Work task =>
Work out how many lines in the records contain the word "Error", and give that number alone.

Listed entries =>

======

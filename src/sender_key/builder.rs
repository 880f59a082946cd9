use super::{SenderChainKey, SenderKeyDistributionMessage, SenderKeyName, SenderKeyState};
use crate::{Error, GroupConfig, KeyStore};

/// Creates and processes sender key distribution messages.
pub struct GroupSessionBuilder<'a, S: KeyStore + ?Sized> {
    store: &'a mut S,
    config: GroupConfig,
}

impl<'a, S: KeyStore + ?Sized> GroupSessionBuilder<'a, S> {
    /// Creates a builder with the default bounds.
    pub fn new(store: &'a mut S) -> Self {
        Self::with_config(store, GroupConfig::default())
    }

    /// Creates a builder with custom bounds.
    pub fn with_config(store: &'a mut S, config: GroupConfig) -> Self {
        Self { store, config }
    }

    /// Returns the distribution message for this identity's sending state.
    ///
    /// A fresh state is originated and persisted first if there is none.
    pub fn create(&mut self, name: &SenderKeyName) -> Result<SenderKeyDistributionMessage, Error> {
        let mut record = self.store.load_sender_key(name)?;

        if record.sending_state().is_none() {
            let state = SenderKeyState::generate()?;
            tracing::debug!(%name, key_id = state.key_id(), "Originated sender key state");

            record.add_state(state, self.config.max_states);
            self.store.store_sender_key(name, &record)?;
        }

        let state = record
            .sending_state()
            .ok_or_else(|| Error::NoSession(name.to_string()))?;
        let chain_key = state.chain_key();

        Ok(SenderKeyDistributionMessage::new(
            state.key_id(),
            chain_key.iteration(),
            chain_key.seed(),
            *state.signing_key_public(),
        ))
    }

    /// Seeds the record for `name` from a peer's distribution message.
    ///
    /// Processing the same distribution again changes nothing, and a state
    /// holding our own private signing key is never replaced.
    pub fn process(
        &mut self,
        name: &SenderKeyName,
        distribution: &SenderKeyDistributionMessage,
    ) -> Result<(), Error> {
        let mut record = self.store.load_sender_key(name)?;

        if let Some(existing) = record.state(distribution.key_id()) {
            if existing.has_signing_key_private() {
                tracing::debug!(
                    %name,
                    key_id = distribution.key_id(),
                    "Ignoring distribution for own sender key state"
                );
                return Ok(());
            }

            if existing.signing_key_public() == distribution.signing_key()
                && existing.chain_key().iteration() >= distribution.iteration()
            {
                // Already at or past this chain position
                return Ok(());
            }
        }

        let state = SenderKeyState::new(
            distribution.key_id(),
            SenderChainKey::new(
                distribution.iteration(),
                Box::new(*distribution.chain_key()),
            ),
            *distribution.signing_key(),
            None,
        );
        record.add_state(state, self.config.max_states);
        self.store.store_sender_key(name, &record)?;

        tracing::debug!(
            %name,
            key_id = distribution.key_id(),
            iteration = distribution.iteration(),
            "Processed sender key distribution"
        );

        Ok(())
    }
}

======

Result of the exercise =>
4